Spanish historian, archivist and curator

Eloísa García García (7 April 1923 – 11 July 2017), also known as Eloísa García de Wattemberg and Eloísa de Wattenberg, was a Spanish historian, archivist and museum curator.

==Early life and education==
Eloísa García García was born on 7 April 1923 in Valladolid. She was educated at the University of Valladolid where she met Federico Wattenberg, whom she would marry in 1949.

==Career==
Wattenberg began her archiving career with the Simancas Archive, before being appointed director of the National Sculpture Museum in 1968. She held this position for 20 years, while also collaborating with the House Museum of Columbus, the House of Zorrilla and the Diocesan Museum. In 1973, Wattenberg presided over the Museology in the Department of Art History of the University of Valladolid. A few years later, after the creation of the Corps of Conservators of Museums, she was made director of the museum. In 1976, she became the first woman to pronounce the proclamation of Holy Week in her hometown.

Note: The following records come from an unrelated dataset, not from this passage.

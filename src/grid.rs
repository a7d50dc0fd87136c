use core::fmt;
use grid_util::grid::{BoolGrid, Grid as ValueGrid, SimpleGrid};
use grid_util::point::Point;
use grid_util::rect::Rect;

use crate::error::{GridError, Result};
use crate::neighbors::NeighborBuffer;
use crate::{DEFAULT_COST, MAX_NEIGHBORS};

/// A unit step between two grid cells. North points towards `y - 1`.
#[derive(Clone, Copy, Debug, Default, PartialEq, Eq, Hash)]
pub struct Direction {
    pub dx: i8,
    pub dy: i8,
}

impl Direction {
    pub const ZERO: Direction = Direction::new(0, 0);
    pub const NORTH: Direction = Direction::new(0, -1);
    pub const EAST: Direction = Direction::new(1, 0);
    pub const SOUTH: Direction = Direction::new(0, 1);
    pub const WEST: Direction = Direction::new(-1, 0);
    pub const NORTH_EAST: Direction = Direction::new(1, -1);
    pub const SOUTH_EAST: Direction = Direction::new(1, 1);
    pub const SOUTH_WEST: Direction = Direction::new(-1, 1);
    pub const NORTH_WEST: Direction = Direction::new(-1, -1);

    pub const fn new(dx: i8, dy: i8) -> Direction {
        Direction { dx, dy }
    }

    /// The step leading from `from` to an adjacent `to`, with each component clamped to -1..=1.
    pub fn between(from: Point, to: Point) -> Direction {
        Direction::new((to.x - from.x).signum() as i8, (to.y - from.y).signum() as i8)
    }

    pub fn is_zero(&self) -> bool {
        self.dx == 0 && self.dy == 0
    }

    pub fn is_diagonal(&self) -> bool {
        self.dx != 0 && self.dy != 0
    }

    /// The cell reached by taking this step from `cell`.
    pub fn apply(&self, cell: Point) -> Point {
        Point::new(cell.x + self.dx as i32, cell.y + self.dy as i32)
    }
}

/// Cardinal steps in enumeration order. Tie-breaks in both searches depend on this order.
pub const CARDINAL_DIRECTIONS: [Direction; 4] = [
    Direction::NORTH,
    Direction::EAST,
    Direction::SOUTH,
    Direction::WEST,
];

/// Diagonal steps, enumerated after all cardinals when diagonal movement is allowed.
pub const DIAGONAL_DIRECTIONS: [Direction; 4] = [
    Direction::NORTH_EAST,
    Direction::SOUTH_EAST,
    Direction::SOUTH_WEST,
    Direction::NORTH_WEST,
];

/// Cardinals followed by diagonals.
pub const ALL_DIRECTIONS: [Direction; MAX_NEIGHBORS] = concat_directions();

const fn concat_directions() -> [Direction; MAX_NEIGHBORS] {
    let mut all = [Direction::ZERO; MAX_NEIGHBORS];
    let mut i = 0;
    while i < CARDINAL_DIRECTIONS.len() {
        all[i] = CARDINAL_DIRECTIONS[i];
        all[i + CARDINAL_DIRECTIONS.len()] = DIAGONAL_DIRECTIONS[i];
        i += 1;
    }
    all
}

/// The direction set in use for a given movement mode.
pub fn directions(allow_diagonal: bool) -> &'static [Direction] {
    if allow_diagonal {
        &ALL_DIRECTIONS
    } else {
        &ALL_DIRECTIONS[..CARDINAL_DIRECTIONS.len()]
    }
}

/// [Grid] records for every cell whether it is blocked and what it costs to enter it, in a
/// [BoolGrid] of obstacles next to a [SimpleGrid] of costs. The dimensions are fixed at
/// construction and always positive. Blocking a cell keeps its cost around so that unblocking
/// restores it.
#[derive(Clone, Debug)]
pub struct Grid {
    blocked: BoolGrid,
    costs: SimpleGrid<u32>,
}

impl PartialEq for Grid {
    fn eq(&self, other: &Grid) -> bool {
        self.costs.width == other.costs.width
            && self.costs.height == other.costs.height
            && self.costs.values == other.costs.values
            && self.blocked.values == other.blocked.values
    }
}

impl Eq for Grid {}

impl Grid {
    /// Creates a grid where every cell is open with [DEFAULT_COST].
    pub fn new(width: usize, height: usize) -> Result<Grid> {
        Self::check_dimensions(width, height)?;
        Ok(Grid {
            blocked: BoolGrid::new(width, height, false),
            costs: SimpleGrid::new(width, height, DEFAULT_COST),
        })
    }

    /// Creates a grid from row-major cell data, where [None] marks a blocked cell.
    pub fn from_costs(width: usize, height: usize, cells: Vec<Option<u32>>) -> Result<Grid> {
        let n = Self::check_dimensions(width, height)?;
        if cells.len() != n {
            return Err(GridError::CellCountMismatch {
                expected: n,
                actual: cells.len(),
            });
        }
        let mut blocked = BoolGrid::new(width, height, false);
        for (ix, _) in cells.iter().enumerate().filter(|(_, c)| c.is_none()) {
            blocked.set(ix % width, ix / width, true);
        }
        let costs = SimpleGrid {
            width,
            height,
            values: cells
                .into_iter()
                .map(|c| c.unwrap_or(DEFAULT_COST))
                .collect(),
        };
        Ok(Grid { blocked, costs })
    }

    fn check_dimensions(width: usize, height: usize) -> Result<usize> {
        if width == 0 || height == 0 {
            return Err(GridError::ZeroArea { width, height });
        }
        if width > i32::MAX as usize || height > i32::MAX as usize {
            return Err(GridError::TooLarge { width, height });
        }
        width
            .checked_mul(height)
            .ok_or(GridError::TooLarge { width, height })
    }

    pub fn width(&self) -> usize {
        self.costs.width
    }

    pub fn height(&self) -> usize {
        self.costs.height
    }

    /// Number of cells in the grid.
    pub fn area(&self) -> usize {
        self.costs.values.len()
    }

    pub fn in_bounds(&self, cell: Point) -> bool {
        self.costs.point_in_bounds(cell)
    }

    /// Row-major index of an in-bounds cell.
    pub fn index(&self, cell: Point) -> Option<usize> {
        self.in_bounds(cell).then(|| self.costs.get_ix_point(&cell))
    }

    /// Inverse of [index](Self::index).
    pub fn cell_at(&self, index: usize) -> Point {
        let width = self.width();
        Point::new((index % width) as i32, (index / width) as i32)
    }

    pub fn is_walkable(&self, cell: Point) -> bool {
        self.in_bounds(cell) && !self.blocked.get_point(cell)
    }

    pub fn is_blocked(&self, cell: Point) -> bool {
        !self.is_walkable(cell)
    }

    /// The cost of entering `cell`, or `default_cost` when it lies outside the grid.
    pub fn cost(&self, cell: Point, default_cost: u32) -> u32 {
        if self.in_bounds(cell) {
            self.costs.get_point(cell)
        } else {
            default_cost
        }
    }

    /// Marks a cell blocked or open. Out of bounds cells are ignored.
    pub fn set_blocked(&mut self, cell: Point, blocked: bool) {
        if self.in_bounds(cell) {
            self.blocked.set_point(cell, blocked);
        }
    }

    /// Entry point for gameplay code changing obstacles. Previously computed flow fields and
    /// components are not updated.
    pub fn set_obstacle(&mut self, cell: Point, blocked: bool) {
        self.set_blocked(cell, blocked);
    }

    /// Sets the traversal cost of a cell without touching its blocked flag.
    pub fn set_cost(&mut self, cell: Point, cost: u32) {
        if self.in_bounds(cell) {
            self.costs.set_point(cell, cost);
        }
    }

    /// Blocks or opens every cell of the `w` by `h` rectangle at (`x`, `y`), clipped to the grid.
    pub fn set_rect(&mut self, x: i32, y: i32, w: i32, h: i32, blocked: bool) {
        let bounds = self.blocked.rect();
        let rect = Rect {
            x1: x.max(bounds.x1),
            x2: x.saturating_add(w).min(bounds.x2),
            y1: y.max(bounds.y1),
            y2: y.saturating_add(h).min(bounds.y2),
        };
        self.blocked.set_rectangle(&rect, blocked);
    }

    /// Writes the walkable neighbours of `cell` into `out` in direction order and returns how
    /// many were written.
    ///
    /// # Panics
    ///
    /// Panics if `out` cannot hold [MAX_NEIGHBORS] cells, even when fewer would be written.
    pub fn neighbors_into(&self, cell: Point, allow_diagonal: bool, out: &mut [Point]) -> usize {
        assert!(
            out.len() >= MAX_NEIGHBORS,
            "neighbour buffer holds {} cells, at least {} required",
            out.len(),
            MAX_NEIGHBORS
        );
        let mut n = 0;
        for dir in directions(allow_diagonal) {
            let p = dir.apply(cell);
            if self.is_walkable(p) {
                out[n] = p;
                n += 1;
            }
        }
        n
    }

    /// Fills `buf` with the walkable neighbours of `cell` in direction order.
    pub fn neighbors(&self, cell: Point, allow_diagonal: bool, buf: &mut NeighborBuffer) {
        buf.clear();
        buf.extend(
            directions(allow_diagonal)
                .iter()
                .map(|dir| dir.apply(cell))
                .filter(|p| self.is_walkable(*p)),
        );
    }
}

impl fmt::Display for Grid {
    fn fmt(&self, f: &mut fmt::Formatter) -> fmt::Result {
        for y in 0..self.height() {
            for x in 0..self.width() {
                if self.blocked.get(x, y) {
                    write!(f, "#")?;
                } else {
                    match self.costs.get(x, y) {
                        c @ 0..=9 => write!(f, "{}", c)?,
                        _ => write!(f, "+")?,
                    }
                }
            }
            writeln!(f)?;
        }
        Ok(())
    }
}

In the 1980s, Wattenberg sat on various Museum boards including the Superior Board of Museums and secretary in Spain of the International Council of Museums. She was later elected an academic of the Royal Academy of Fine Arts of the Purísima Concepción. Wattenberg also helped organize the pavilion of the Apostolic Nunciature in Spain at the Universal Exhibition of Seville in 1992, and the exhibitions of the VII Centenary of the Complutense University in 1993.

By 1988, she was chosen by priest José Velicia to join the founding team of Las Edades del Hombre. In 1997, she received the Gold Medal for Merit in Fine Arts. In 2010, she was the recipient of the Castilla y León Prize for the Restoration and Conservation of Heritage.

Wattenberg died on 11 July 2017.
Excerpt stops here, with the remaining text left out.